ACTION ITEM:
For each line below that includes the word "area", make a copy.

BEGIN PROVIDED RECORDS

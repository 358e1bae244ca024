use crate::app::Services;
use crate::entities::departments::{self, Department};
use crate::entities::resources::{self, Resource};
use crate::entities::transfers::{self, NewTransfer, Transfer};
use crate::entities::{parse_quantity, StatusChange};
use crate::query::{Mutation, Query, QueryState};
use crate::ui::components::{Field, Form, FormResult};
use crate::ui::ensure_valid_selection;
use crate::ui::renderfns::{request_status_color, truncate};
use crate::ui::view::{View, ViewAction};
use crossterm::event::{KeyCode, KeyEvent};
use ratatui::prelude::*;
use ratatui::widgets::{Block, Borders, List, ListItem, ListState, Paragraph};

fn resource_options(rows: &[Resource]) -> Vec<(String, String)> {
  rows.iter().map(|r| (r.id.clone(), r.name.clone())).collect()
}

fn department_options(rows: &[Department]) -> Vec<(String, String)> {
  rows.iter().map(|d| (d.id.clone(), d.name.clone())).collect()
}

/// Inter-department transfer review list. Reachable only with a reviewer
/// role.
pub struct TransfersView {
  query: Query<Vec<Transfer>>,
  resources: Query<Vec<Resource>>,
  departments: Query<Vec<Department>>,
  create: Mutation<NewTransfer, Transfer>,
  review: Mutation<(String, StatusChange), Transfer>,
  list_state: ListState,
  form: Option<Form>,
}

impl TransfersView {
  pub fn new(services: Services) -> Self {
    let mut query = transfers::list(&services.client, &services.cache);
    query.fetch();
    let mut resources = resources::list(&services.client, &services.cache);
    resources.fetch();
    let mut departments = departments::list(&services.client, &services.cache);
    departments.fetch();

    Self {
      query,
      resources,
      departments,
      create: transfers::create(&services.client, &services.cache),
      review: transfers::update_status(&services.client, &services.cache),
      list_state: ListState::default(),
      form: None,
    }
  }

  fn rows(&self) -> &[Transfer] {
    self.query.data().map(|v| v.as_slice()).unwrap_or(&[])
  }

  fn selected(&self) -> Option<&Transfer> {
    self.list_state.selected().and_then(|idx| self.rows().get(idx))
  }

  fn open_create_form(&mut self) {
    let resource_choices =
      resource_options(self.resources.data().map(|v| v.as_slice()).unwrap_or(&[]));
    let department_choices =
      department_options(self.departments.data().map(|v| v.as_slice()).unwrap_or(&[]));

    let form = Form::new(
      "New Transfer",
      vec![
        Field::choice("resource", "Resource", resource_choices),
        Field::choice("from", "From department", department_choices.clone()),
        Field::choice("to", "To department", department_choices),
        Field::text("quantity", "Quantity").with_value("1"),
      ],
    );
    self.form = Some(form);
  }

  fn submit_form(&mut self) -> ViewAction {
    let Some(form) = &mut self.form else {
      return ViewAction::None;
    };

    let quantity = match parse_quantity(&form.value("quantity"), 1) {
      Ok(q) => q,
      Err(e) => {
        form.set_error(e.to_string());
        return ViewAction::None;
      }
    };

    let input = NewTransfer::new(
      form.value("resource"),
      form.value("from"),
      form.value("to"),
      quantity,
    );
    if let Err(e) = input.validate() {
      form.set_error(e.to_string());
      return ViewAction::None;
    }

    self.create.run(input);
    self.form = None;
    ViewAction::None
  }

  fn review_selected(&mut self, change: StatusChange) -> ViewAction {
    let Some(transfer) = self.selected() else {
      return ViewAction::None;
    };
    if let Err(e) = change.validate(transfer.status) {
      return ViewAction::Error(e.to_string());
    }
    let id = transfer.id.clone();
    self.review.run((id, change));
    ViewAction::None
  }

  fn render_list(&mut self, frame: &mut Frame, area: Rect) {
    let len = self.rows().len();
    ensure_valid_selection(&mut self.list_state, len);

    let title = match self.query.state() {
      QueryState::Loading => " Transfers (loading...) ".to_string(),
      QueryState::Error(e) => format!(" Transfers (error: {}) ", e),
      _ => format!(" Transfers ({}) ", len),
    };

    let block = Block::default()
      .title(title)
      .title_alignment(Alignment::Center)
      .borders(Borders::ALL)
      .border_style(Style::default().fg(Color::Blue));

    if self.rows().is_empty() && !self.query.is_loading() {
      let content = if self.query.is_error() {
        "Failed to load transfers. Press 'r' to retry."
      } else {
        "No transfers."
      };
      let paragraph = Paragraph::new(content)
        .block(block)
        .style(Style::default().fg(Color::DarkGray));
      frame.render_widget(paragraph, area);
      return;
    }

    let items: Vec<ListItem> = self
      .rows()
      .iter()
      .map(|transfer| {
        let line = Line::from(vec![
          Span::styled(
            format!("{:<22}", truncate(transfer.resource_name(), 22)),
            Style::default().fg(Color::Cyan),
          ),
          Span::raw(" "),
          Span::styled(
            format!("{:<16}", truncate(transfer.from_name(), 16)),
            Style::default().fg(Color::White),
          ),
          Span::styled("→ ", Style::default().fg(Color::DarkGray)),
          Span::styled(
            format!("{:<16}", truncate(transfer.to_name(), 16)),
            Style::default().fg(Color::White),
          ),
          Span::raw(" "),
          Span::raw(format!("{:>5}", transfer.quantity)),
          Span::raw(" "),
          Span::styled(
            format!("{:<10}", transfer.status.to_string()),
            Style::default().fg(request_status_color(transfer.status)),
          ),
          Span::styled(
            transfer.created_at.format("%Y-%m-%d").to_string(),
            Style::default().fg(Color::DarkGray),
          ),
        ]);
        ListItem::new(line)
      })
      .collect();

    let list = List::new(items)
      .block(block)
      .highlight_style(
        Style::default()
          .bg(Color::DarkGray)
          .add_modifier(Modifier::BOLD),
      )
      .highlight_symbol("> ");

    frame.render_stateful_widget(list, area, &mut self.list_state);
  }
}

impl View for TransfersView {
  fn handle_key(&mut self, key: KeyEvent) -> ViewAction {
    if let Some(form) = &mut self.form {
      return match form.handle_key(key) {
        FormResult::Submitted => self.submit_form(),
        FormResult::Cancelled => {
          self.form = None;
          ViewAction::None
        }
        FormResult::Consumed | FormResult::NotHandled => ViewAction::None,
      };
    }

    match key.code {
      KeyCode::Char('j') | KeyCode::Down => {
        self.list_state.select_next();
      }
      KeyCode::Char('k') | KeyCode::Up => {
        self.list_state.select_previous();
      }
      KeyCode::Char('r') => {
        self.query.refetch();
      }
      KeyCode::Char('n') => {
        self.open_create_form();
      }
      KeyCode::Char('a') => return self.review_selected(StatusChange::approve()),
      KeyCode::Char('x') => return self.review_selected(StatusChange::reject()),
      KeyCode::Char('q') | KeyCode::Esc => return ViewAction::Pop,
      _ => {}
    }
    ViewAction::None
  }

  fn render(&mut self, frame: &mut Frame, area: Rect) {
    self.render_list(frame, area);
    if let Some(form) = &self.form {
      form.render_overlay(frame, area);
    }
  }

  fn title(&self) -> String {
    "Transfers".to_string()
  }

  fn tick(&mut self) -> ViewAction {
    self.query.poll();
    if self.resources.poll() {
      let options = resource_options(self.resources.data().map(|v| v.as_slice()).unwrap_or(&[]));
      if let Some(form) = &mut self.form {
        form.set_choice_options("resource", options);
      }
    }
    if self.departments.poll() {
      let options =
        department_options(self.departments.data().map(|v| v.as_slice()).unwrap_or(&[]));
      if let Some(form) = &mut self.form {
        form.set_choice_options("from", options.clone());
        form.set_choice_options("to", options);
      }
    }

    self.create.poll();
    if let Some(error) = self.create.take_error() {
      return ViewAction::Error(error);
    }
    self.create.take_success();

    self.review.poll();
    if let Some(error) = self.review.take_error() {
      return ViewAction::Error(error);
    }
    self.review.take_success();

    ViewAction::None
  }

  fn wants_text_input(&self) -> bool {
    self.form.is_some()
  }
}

END PROVIDED RECORDS

RESULT OF THIS EXERCISE:
  fn render_list(&mut self, frame: &mut Frame, area: Rect) {
      frame.render_widget(paragraph, area);
    frame.render_stateful_widget(list, area, &mut self.list_state);
  fn render(&mut self, frame: &mut Frame, area: Rect) {
    self.render_list(frame, area);
      form.render_overlay(frame, area);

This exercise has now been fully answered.